EXERCISE | Below is the data. Give it again, complete and exact.

[Stored items from a collection]

▶

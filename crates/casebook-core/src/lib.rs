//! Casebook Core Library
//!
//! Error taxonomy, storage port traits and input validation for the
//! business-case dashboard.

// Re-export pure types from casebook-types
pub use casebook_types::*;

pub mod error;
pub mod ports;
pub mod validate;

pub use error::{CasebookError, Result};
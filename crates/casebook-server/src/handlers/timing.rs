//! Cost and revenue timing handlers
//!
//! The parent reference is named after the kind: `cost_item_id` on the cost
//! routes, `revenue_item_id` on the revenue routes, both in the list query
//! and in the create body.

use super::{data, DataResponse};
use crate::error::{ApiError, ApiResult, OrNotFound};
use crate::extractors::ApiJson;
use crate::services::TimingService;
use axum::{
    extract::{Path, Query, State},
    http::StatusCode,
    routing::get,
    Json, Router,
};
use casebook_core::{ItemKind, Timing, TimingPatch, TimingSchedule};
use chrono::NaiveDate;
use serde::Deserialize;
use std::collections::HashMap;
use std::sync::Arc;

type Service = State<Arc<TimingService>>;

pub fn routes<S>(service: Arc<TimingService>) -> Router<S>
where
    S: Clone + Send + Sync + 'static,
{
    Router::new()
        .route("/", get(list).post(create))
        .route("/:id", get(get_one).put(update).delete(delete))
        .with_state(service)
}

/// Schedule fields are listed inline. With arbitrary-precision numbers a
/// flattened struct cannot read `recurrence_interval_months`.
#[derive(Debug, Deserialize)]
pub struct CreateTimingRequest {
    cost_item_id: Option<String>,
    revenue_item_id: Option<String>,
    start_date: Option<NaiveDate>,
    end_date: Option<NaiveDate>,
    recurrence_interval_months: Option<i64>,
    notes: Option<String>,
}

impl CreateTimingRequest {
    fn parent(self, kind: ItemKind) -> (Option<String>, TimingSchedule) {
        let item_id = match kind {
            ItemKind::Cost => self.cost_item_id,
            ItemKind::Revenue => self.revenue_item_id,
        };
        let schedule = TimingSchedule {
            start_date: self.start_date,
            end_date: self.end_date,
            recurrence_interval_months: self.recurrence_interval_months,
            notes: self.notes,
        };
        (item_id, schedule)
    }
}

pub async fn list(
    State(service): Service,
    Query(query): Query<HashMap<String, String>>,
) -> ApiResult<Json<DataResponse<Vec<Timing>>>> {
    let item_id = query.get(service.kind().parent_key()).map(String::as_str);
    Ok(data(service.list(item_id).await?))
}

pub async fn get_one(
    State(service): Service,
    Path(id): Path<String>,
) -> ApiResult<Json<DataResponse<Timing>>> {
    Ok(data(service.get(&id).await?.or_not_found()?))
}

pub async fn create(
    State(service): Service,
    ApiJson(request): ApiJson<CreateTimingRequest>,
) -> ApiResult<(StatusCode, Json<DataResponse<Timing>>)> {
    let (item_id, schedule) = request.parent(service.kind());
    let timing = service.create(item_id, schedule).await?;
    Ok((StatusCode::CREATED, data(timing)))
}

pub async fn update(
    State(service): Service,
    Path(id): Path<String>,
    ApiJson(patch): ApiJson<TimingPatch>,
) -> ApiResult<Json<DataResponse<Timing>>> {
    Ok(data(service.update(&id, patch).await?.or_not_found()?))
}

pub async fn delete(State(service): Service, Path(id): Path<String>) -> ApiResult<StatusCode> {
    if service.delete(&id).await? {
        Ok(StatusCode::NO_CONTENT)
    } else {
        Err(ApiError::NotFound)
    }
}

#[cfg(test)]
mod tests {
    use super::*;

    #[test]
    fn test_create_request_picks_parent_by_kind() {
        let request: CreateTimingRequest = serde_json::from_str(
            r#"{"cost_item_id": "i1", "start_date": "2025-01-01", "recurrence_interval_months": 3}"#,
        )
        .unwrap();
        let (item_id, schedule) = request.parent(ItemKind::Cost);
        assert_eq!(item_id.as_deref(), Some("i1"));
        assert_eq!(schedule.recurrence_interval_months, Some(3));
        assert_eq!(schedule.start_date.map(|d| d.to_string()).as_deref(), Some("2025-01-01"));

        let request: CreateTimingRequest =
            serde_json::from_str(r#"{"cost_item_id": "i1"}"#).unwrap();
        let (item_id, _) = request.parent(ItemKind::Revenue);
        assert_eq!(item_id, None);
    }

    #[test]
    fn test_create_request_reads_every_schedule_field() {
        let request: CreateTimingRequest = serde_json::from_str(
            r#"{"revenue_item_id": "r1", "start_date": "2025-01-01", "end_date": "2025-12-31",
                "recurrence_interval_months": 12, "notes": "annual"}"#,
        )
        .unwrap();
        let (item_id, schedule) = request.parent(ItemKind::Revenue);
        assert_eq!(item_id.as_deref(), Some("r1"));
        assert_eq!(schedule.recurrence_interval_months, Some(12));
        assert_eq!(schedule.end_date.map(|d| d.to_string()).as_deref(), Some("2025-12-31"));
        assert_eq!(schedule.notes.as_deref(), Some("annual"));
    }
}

◀

WRITTEN ANSWER |
filename crates/casebook-core/src/lib.rs
//! Casebook Core Library
//!
//! Error taxonomy, storage port traits and input validation for the
//! business-case dashboard.

// Re-export pure types from casebook-types
pub use casebook_types::*;

pub mod error;
pub mod ports;
pub mod validate;

pub use error::{CasebookError, Result};
filename crates/casebook-server/src/handlers/timing.rs
//! Cost and revenue timing handlers
//!
//! The parent reference is named after the kind: `cost_item_id` on the cost
//! routes, `revenue_item_id` on the revenue routes, both in the list query
//! and in the create body.

use super::{data, DataResponse};
use crate::error::{ApiError, ApiResult, OrNotFound};
use crate::extractors::ApiJson;
use crate::services::TimingService;
use axum::{
    extract::{Path, Query, State},
    http::StatusCode,
    routing::get,
    Json, Router,
};
use casebook_core::{ItemKind, Timing, TimingPatch, TimingSchedule};
use chrono::NaiveDate;
use serde::Deserialize;
use std::collections::HashMap;
use std::sync::Arc;

type Service = State<Arc<TimingService>>;

pub fn routes<S>(service: Arc<TimingService>) -> Router<S>
where
    S: Clone + Send + Sync + 'static,
{
    Router::new()
        .route("/", get(list).post(create))
        .route("/:id", get(get_one).put(update).delete(delete))
        .with_state(service)
}

/// Schedule fields are listed inline. With arbitrary-precision numbers a
/// flattened struct cannot read `recurrence_interval_months`.
#[derive(Debug, Deserialize)]
pub struct CreateTimingRequest {
    cost_item_id: Option<String>,
    revenue_item_id: Option<String>,
    start_date: Option<NaiveDate>,
    end_date: Option<NaiveDate>,
    recurrence_interval_months: Option<i64>,
    notes: Option<String>,
}

impl CreateTimingRequest {
    fn parent(self, kind: ItemKind) -> (Option<String>, TimingSchedule) {
        let item_id = match kind {
            ItemKind::Cost => self.cost_item_id,
            ItemKind::Revenue => self.revenue_item_id,
        };
        let schedule = TimingSchedule {
            start_date: self.start_date,
            end_date: self.end_date,
            recurrence_interval_months: self.recurrence_interval_months,
            notes: self.notes,
        };
        (item_id, schedule)
    }
}

pub async fn list(
    State(service): Service,
    Query(query): Query<HashMap<String, String>>,
) -> ApiResult<Json<DataResponse<Vec<Timing>>>> {
    let item_id = query.get(service.kind().parent_key()).map(String::as_str);
    Ok(data(service.list(item_id).await?))
}

pub async fn get_one(
    State(service): Service,
    Path(id): Path<String>,
) -> ApiResult<Json<DataResponse<Timing>>> {
    Ok(data(service.get(&id).await?.or_not_found()?))
}

pub async fn create(
    State(service): Service,
    ApiJson(request): ApiJson<CreateTimingRequest>,
) -> ApiResult<(StatusCode, Json<DataResponse<Timing>>)> {
    let (item_id, schedule) = request.parent(service.kind());
    let timing = service.create(item_id, schedule).await?;
    Ok((StatusCode::CREATED, data(timing)))
}

pub async fn update(
    State(service): Service,
    Path(id): Path<String>,
    ApiJson(patch): ApiJson<TimingPatch>,
) -> ApiResult<Json<DataResponse<Timing>>> {
    Ok(data(service.update(&id, patch).await?.or_not_found()?))
}

pub async fn delete(State(service): Service, Path(id): Path<String>) -> ApiResult<StatusCode> {
    if service.delete(&id).await? {
        Ok(StatusCode::NO_CONTENT)
    } else {
        Err(ApiError::NotFound)
    }
}

#[cfg(test)]
mod tests {
    use super::*;

    #[test]
    fn test_create_request_picks_parent_by_kind() {
        let request: CreateTimingRequest = serde_json::from_str(
            r#"{"cost_item_id": "i1", "start_date": "2025-01-01", "recurrence_interval_months": 3}"#,
        )
        .unwrap();
        let (item_id, schedule) = request.parent(ItemKind::Cost);
        assert_eq!(item_id.as_deref(), Some("i1"));
        assert_eq!(schedule.recurrence_interval_months, Some(3));
        assert_eq!(schedule.start_date.map(|d| d.to_string()).as_deref(), Some("2025-01-01"));

        let request: CreateTimingRequest =
            serde_json::from_str(r#"{"cost_item_id": "i1"}"#).unwrap();
        let (item_id, _) = request.parent(ItemKind::Revenue);
        assert_eq!(item_id, None);
    }

    #[test]
    fn test_create_request_reads_every_schedule_field() {
        let request: CreateTimingRequest = serde_json::from_str(
            r#"{"revenue_item_id": "r1", "start_date": "2025-01-01", "end_date": "2025-12-31",
                "recurrence_interval_months": 12, "notes": "annual"}"#,
        )
        .unwrap();
        let (item_id, schedule) = request.parent(ItemKind::Revenue);
        assert_eq!(item_id.as_deref(), Some("r1"));
        assert_eq!(schedule.recurrence_interval_months, Some(12));
        assert_eq!(schedule.end_date.map(|d| d.to_string()).as_deref(), Some("2025-12-31"));
        assert_eq!(schedule.notes.as_deref(), Some("annual"));
    }
}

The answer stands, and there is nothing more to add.